La sociedad dominicana está encadenada en el asombro que se releva a cada rato, por los excesos en que incurre la Policía contra los ciudadanos, a quien se presume debe servir, proteger, porque sus recursos de existencia surgen precisamente de los dineros del contribuyente vía el andamiaje fiscal impositivo del Estado.
Pero la ciudadanía, en vez de apreciar en los agentes policiales a sus protectores, les teme, porque ven en ellos a sus agresores, los que quiebran su integridad física, donde impera el gatillo alegre, una de sus alternativas, los «intercambios de disparos», que el año último segó la vida de 230 individuos.
La eliminación por los «intercambios de disparos», en una inmensa mayoría, tipejos del bajo mundo criminal con innúmeras fichas, es la solución sumaria que se arroga la Policía, una deplorable instancia o atajo miserable que delata que no existen mecanismos y/o terapias adecuadas para regenerar a ese individuo e insertarlo sano y útil a la sociedad.
Cuando menos, es la interpretación cabal que define la Comisión Nacional de los Derechos Humanos, en la persona de uno de sus más connotados defensores, el activista Virgilio Almánzar, reconocido por su verticalidad, probidad y servicio público admirables.
El más reciente de los desmanes de la uniformada, como se le dice a la Policía, o «el cuerpo del orden», que es un calamitoso desorden, como en sentido general lo es el país, fue el crimen alevoso de la joven Arlene Pérez Simsar, asesinada de un tiro en la cabeza, y que también por poco cuesta la vida a su acompañante, Juan José Herasme Alfonso, hijo de mi entrañable Silvio Herasme Peña.
Herasme Alfonso se salvó porque el arma de su potencial victimario se le trancó, y solicitó la de su compañero, para ultimarlo, que por suerte, se negó, pero en el forcejeo fue herido un agente de la patrulla policial.
La Policía no amerita de ninguna reforma ni reingeniería para modificar la conducta agresiva, delincuencial, que manifiestan muchos, no todos, cierto es, de sus integrantes, sino «bajarle línea» desde las más altas instancias de poder en relación a su trato con la ciudadanía.
Es menester cada vez que se tratan los excesos en que incurren con marcada frecuencia la Policía, recordar que cuando el profesor Juan Bosch se desempeñó como jefe del Estado, el jefe de la Policía lo era el temible Belisario Peguero Guerrero, que en el gobierno del Consejo de Estado repartió más palos que un aserradero entre la ciudadanía, pero en el gobierno inolvidable de Bosch, no se registró ni un exceso a la población.

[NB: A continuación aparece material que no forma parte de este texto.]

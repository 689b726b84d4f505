//! Compresses a sorted integer set into a short range list for log lines.
//!
//! Not on any coordination path — this exists purely so a heartbeat's "set
//! values to ..." log line stays readable when a client owns hundreds of
//! slots.

use std::fmt::Write as _;

/// Formats `values` as `"N/ranges"`, e.g. `"5/0-2,7,9"`. Sorts a copy of the
/// input; does not assume it is already sorted.
pub fn present_integers(values: &[i64]) -> String {
    let mut sorted = values.to_vec();
    sorted.sort_unstable();

    let mut out = format!("{}/", sorted.len());

    match sorted.len() {
        0 => {
            out.push('-');
            return out;
        }
        1 => {
            let _ = write!(out, "{}", sorted[0]);
            return out;
        }
        _ => {}
    }

    let last_index = sorted.len() - 1;
    let mut is_range_start = false;
    let mut prev = sorted[0];
    for (i, &current) in sorted.iter().enumerate().skip(1) {
        if prev + 1 == current {
            if !is_range_start {
                let _ = write!(out, "{prev}-");
            }
            if last_index == i {
                let _ = write!(out, "{current}");
            }
            is_range_start = true;
        } else {
            let _ = write!(out, "{prev},");
            is_range_start = false;
            if last_index == i {
                let _ = write!(out, "{current}");
            }
        }
        prev = current;
    }

    out
}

Durante el gobierno provisional del doctor Héctor García Cáceres, el jefe policial, entonces coronel José de Jesús Morillo López citó a la plana mayor en la explanada del cuartel general, y les espetó: «El primero de ustedes que asesine a un ciudadano tendrá que vérselas personalmente conmigo», y ningún ciudadano fue asesinado en ese período en que se organizaron las elecciones generales del primero de junio de 1966 en que resultó electo el doctor Joaquín Balaguer.
De manera que, repito, la Policía no requiere de ninguna modificación ni reingeniería, sino de «bajarle línea» desde las altas instancias, fuese del Presidente de la República, el que sea, o del jefe policial, el que fuese.
Empero, es conveniente que a todos los agentes policiales, empezando por su incumbente, sean sometidos a un examen de una comisión de psiquiatras, que determine si tiene calidad y/o facultad para portar un ama de fuego y ejercer las funciones de proteger a la ciudadanía sin excluir la rudeza ante los criminales.
Mientras esas dos providencias no se ejecuten, seguiremos presenciando horrores de la Policía como el incurrido contra la bella joven Arlene Pérez Simsar, que por poco cuesta la vida a su novio Juan José Herasme Alfonso.